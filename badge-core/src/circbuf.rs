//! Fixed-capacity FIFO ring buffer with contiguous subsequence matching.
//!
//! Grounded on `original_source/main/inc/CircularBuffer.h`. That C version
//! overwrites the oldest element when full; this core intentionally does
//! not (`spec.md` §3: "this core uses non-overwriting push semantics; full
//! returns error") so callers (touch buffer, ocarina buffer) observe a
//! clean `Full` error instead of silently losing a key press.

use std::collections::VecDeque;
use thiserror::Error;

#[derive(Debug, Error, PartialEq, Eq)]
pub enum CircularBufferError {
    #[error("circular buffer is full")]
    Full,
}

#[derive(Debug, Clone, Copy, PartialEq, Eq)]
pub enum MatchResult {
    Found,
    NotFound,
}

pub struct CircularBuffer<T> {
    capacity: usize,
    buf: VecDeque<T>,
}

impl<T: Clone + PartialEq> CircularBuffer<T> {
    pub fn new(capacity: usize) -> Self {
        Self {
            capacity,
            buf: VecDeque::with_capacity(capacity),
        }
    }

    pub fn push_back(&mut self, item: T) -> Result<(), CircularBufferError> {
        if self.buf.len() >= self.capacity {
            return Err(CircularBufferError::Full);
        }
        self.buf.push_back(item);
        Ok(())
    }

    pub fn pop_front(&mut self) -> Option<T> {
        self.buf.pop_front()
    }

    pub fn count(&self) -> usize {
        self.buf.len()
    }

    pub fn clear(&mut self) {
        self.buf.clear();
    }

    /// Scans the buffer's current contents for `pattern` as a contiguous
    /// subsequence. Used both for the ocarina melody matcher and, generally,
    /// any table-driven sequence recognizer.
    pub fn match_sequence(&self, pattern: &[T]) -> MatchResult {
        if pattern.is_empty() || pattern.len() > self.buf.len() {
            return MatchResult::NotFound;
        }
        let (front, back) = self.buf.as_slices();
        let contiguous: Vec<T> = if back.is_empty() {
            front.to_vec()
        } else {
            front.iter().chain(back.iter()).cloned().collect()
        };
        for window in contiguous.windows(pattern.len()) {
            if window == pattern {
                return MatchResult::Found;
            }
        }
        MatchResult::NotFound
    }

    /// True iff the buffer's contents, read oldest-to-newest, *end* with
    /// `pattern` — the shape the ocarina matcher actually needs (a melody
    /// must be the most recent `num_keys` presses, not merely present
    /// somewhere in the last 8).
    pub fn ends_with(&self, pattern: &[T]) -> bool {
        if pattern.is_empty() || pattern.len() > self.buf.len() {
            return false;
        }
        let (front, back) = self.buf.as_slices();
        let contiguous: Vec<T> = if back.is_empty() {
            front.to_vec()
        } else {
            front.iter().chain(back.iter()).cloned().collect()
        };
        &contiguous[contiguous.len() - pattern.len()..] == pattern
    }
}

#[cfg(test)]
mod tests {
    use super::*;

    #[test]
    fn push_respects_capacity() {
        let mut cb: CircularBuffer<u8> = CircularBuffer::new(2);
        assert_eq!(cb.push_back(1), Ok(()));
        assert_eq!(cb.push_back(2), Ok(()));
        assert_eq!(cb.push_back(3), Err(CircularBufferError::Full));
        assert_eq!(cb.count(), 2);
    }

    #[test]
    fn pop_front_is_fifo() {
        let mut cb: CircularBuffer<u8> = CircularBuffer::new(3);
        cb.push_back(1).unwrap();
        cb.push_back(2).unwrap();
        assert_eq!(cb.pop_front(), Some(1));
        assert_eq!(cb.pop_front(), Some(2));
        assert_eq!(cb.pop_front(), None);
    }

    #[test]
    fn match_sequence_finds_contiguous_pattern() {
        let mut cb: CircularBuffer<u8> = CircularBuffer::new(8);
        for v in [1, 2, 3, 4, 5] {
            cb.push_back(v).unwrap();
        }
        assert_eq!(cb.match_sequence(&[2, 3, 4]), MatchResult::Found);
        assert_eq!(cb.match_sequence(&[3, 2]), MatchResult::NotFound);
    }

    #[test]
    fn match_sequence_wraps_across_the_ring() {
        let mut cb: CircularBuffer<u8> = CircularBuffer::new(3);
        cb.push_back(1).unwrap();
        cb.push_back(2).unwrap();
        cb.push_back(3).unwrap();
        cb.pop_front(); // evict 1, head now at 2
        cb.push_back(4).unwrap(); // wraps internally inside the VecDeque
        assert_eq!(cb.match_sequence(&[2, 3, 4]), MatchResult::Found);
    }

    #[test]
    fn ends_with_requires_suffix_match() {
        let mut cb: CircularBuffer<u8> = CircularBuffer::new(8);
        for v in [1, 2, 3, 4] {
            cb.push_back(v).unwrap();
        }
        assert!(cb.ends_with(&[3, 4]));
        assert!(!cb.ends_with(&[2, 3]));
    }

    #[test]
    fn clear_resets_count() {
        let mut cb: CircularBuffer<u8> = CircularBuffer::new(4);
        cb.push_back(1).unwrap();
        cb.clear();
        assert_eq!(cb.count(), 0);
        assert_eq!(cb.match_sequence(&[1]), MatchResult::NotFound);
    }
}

■ ■ ■ ■ ■

How to complete this task – Return every entry above with nothing altered.

Written answer –
filename badge-core/src/circbuf.rs
//! Fixed-capacity FIFO ring buffer with contiguous subsequence matching.
//!
//! Grounded on `original_source/main/inc/CircularBuffer.h`. That C version
//! overwrites the oldest element when full; this core intentionally does
//! not (`spec.md` §3: "this core uses non-overwriting push semantics; full
//! returns error") so callers (touch buffer, ocarina buffer) observe a
//! clean `Full` error instead of silently losing a key press.

use std::collections::VecDeque;
use thiserror::Error;

#[derive(Debug, Error, PartialEq, Eq)]
pub enum CircularBufferError {
    #[error("circular buffer is full")]
    Full,
}

#[derive(Debug, Clone, Copy, PartialEq, Eq)]
pub enum MatchResult {
    Found,
    NotFound,
}

pub struct CircularBuffer<T> {
    capacity: usize,
    buf: VecDeque<T>,
}

impl<T: Clone + PartialEq> CircularBuffer<T> {
    pub fn new(capacity: usize) -> Self {
        Self {
            capacity,
            buf: VecDeque::with_capacity(capacity),
        }
    }

    pub fn push_back(&mut self, item: T) -> Result<(), CircularBufferError> {
        if self.buf.len() >= self.capacity {
            return Err(CircularBufferError::Full);
        }
        self.buf.push_back(item);
        Ok(())
    }

    pub fn pop_front(&mut self) -> Option<T> {
        self.buf.pop_front()
    }

    pub fn count(&self) -> usize {
        self.buf.len()
    }

    pub fn clear(&mut self) {
        self.buf.clear();
    }

    /// Scans the buffer's current contents for `pattern` as a contiguous
    /// subsequence. Used both for the ocarina melody matcher and, generally,
    /// any table-driven sequence recognizer.
    pub fn match_sequence(&self, pattern: &[T]) -> MatchResult {
        if pattern.is_empty() || pattern.len() > self.buf.len() {
            return MatchResult::NotFound;
        }
        let (front, back) = self.buf.as_slices();
        let contiguous: Vec<T> = if back.is_empty() {
            front.to_vec()
        } else {
            front.iter().chain(back.iter()).cloned().collect()
        };
        for window in contiguous.windows(pattern.len()) {
            if window == pattern {
                return MatchResult::Found;
            }
        }
        MatchResult::NotFound
    }

    /// True iff the buffer's contents, read oldest-to-newest, *end* with
    /// `pattern` — the shape the ocarina matcher actually needs (a melody
    /// must be the most recent `num_keys` presses, not merely present
    /// somewhere in the last 8).
    pub fn ends_with(&self, pattern: &[T]) -> bool {
        if pattern.is_empty() || pattern.len() > self.buf.len() {
            return false;
        }
        let (front, back) = self.buf.as_slices();
        let contiguous: Vec<T> = if back.is_empty() {
            front.to_vec()
        } else {
            front.iter().chain(back.iter()).cloned().collect()
        };
        &contiguous[contiguous.len() - pattern.len()..] == pattern
    }
}

#[cfg(test)]
mod tests {
    use super::*;

    #[test]
    fn push_respects_capacity() {
        let mut cb: CircularBuffer<u8> = CircularBuffer::new(2);
        assert_eq!(cb.push_back(1), Ok(()));
        assert_eq!(cb.push_back(2), Ok(()));
        assert_eq!(cb.push_back(3), Err(CircularBufferError::Full));
        assert_eq!(cb.count(), 2);
    }

    #[test]
    fn pop_front_is_fifo() {
        let mut cb: CircularBuffer<u8> = CircularBuffer::new(3);
        cb.push_back(1).unwrap();
        cb.push_back(2).unwrap();
        assert_eq!(cb.pop_front(), Some(1));
        assert_eq!(cb.pop_front(), Some(2));
        assert_eq!(cb.pop_front(), None);
    }

    #[test]
    fn match_sequence_finds_contiguous_pattern() {
        let mut cb: CircularBuffer<u8> = CircularBuffer::new(8);
        for v in [1, 2, 3, 4, 5] {
            cb.push_back(v).unwrap();
        }
        assert_eq!(cb.match_sequence(&[2, 3, 4]), MatchResult::Found);
        assert_eq!(cb.match_sequence(&[3, 2]), MatchResult::NotFound);
    }

    #[test]
    fn match_sequence_wraps_across_the_ring() {
        let mut cb: CircularBuffer<u8> = CircularBuffer::new(3);
        cb.push_back(1).unwrap();
        cb.push_back(2).unwrap();
        cb.push_back(3).unwrap();
        cb.pop_front(); // evict 1, head now at 2
        cb.push_back(4).unwrap(); // wraps internally inside the VecDeque
        assert_eq!(cb.match_sequence(&[2, 3, 4]), MatchResult::Found);
    }

    #[test]
    fn ends_with_requires_suffix_match() {
        let mut cb: CircularBuffer<u8> = CircularBuffer::new(8);
        for v in [1, 2, 3, 4] {
            cb.push_back(v).unwrap();
        }
        assert!(cb.ends_with(&[3, 4]));
        assert!(!cb.ends_with(&[2, 3]));
    }

    #[test]
    fn clear_resets_count() {
        let mut cb: CircularBuffer<u8> = CircularBuffer::new(4);
        cb.push_back(1).unwrap();
        cb.clear();
        assert_eq!(cb.count(), 0);
        assert_eq!(cb.match_sequence(&[1]), MatchResult::NotFound);
    }
}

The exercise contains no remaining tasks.